As I said in the opening statement, it is about rephrasing. Instead of referring to a special needs assistant, the language should be changed to make it more empowering and inclusive, and the term "personal assistant support" should be used within the education system. The issue with the current model at the moment is that the supports that young disabled people receive within education do not follow them outside of school or when they leave college. That is an issue because it can limit people's opportunities and expectations. Supports should not just exist in a vacuum. For us, independent living is all about people doing everything themselves and having the choice, control and self-determination to make decisions and choices in their lives in order that they can reach their full potential. Regardless of what a person's impairment is and how it affects him or her, he or she must be the one making the decisions for his or her life, with the appropriate supports needed, whether that is a personal assistant service or whatever the case may be. It is about changing that narrative and having a more holistic approach within it.

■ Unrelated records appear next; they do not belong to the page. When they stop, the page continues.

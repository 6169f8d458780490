use std::fs::File;
use std::io::BufReader;
use std::path::Path;

use crate::assets::path::PathTemplate;
use crate::foundation::core::Rgba8;
use crate::foundation::error::{ScrollreelError, ScrollreelResult};
use crate::glue::filter::Catalog;
use crate::glue::tilt::TiltConfig;
use crate::glue::typewriter::TypewriterConfig;
use crate::scrub::driver::ScrubConfig;

/// Frame sequence settings.
#[derive(Clone, Debug, PartialEq, serde::Serialize, serde::Deserialize)]
#[serde(deny_unknown_fields, default)]
pub struct SequenceConfig {
    /// Number of frames; must be > 0.
    pub frame_count: usize,
    /// Asset path with an `{index}` placeholder, relative to the assets root.
    pub path_template: String,
    /// Color the surface is cleared to before each paint.
    pub clear_rgba: Rgba8,
    /// Worker threads used for loading. `None` uses the pool default.
    pub load_threads: Option<usize>,
}

impl Default for SequenceConfig {
    fn default() -> Self {
        Self {
            frame_count: 96,
            path_template: "assets/frames/ezgif-frame-{index}.jpg".to_string(),
            clear_rgba: Rgba8::TRANSPARENT,
            load_threads: None,
        }
    }
}

impl SequenceConfig {
    /// Parsed path template.
    pub fn template(&self) -> ScrollreelResult<PathTemplate> {
        PathTemplate::parse(self.path_template.as_str())
    }

    /// Validate counts and the template.
    pub fn validate(&self) -> ScrollreelResult<()> {
        if self.frame_count == 0 {
            return Err(ScrollreelError::validation("frame_count must be > 0"));
        }
        if self.load_threads == Some(0) {
            return Err(ScrollreelError::validation(
                "load_threads must be >= 1 when set",
            ));
        }
        self.template().map(|_| ())
    }
}

/// Whole-page configuration document.
#[derive(Clone, Debug, PartialEq, serde::Serialize, serde::Deserialize)]
#[serde(deny_unknown_fields)]
pub struct SiteConfig {
    /// Hero frame sequence.
    pub sequence: SequenceConfig,
    /// Scroll scrubbing.
    #[serde(default)]
    pub scrub: ScrubConfig,
    /// Pointer tilt.
    #[serde(default)]
    pub tilt: TiltConfig,
    /// Rotating quotes.
    #[serde(default)]
    pub typewriter: TypewriterConfig,
    /// Category details shown in the modal.
    #[serde(default)]
    pub catalog: Catalog,
}

impl SiteConfig {
    /// Parse from a JSON reader.
    pub fn from_reader<R: std::io::Read>(r: R) -> ScrollreelResult<Self> {
        serde_json::from_reader(r)
            .map_err(|e| ScrollreelError::serde(format!("parse site config JSON: {e}")))
    }

    /// Parse from a JSON file on disk.
    pub fn from_path(path: impl AsRef<Path>) -> ScrollreelResult<Self> {
        let path = path.as_ref();
        let f = File::open(path).map_err(|e| {
            ScrollreelError::validation(format!("open site config '{}': {e}", path.display()))
        })?;
        Self::from_reader(BufReader::new(f))
    }

    /// Validate every section.
    pub fn validate(&self) -> ScrollreelResult<()> {
        self.sequence.validate()?;
        self.scrub.validate()?;
        self.tilt.validate()?;
        self.typewriter.validate()?;
        Ok(())
    }
}

#[cfg(test)]
#[path = "../tests/unit/config.rs"]
mod tests;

I will go back to how ILMI and the youth collective resourced spaces and supported people. As I said, we worked previously with the National Disability Authority on the Ask Me guidelines and the importance of consulting young disabled people. We have previously worked with Hub na nÓg on the participation of young disabled people and children within education. We have run a number of social spaces during the Covid pandemic. We ran a film club, the discussions of which led to the idea of the youth collective. We realised that there was a gap and that there was no space on a cross-impairment basis for young disabled people to connect. Some people were falling through the cracks. Although it is a massive improvement that a lot more young disabled people are accessing mainstream education, because DPOs still are not resourced properly and are still not very well known, we are finding that a lot of people are falling through the cracks. They do not know who we are or what we do. There needs to be a link between the schools and the DPOs in order for disability equality training to be delivered by DPOs and disabled people through a social-model lens to inform young disabled people of our role, how important it is and how we can support them. That would mean that their expectations are raised. They will realise that they do not have to accept limitations that are put on them because they might have a certain impairment label. For us it is not about the impairment label. Yes, the label is there and obviously it is a factor, and we know personally how to manage it. We are the experts on our own lives in that regard, but it is very much about how we can remove the barriers and work together in collaboration with other stakeholders to make society inclusive for everybody. I refer not just to physical barriers, but also to addressing ableism and ableist attitudes that can impede the participation of young disabled people and children in society.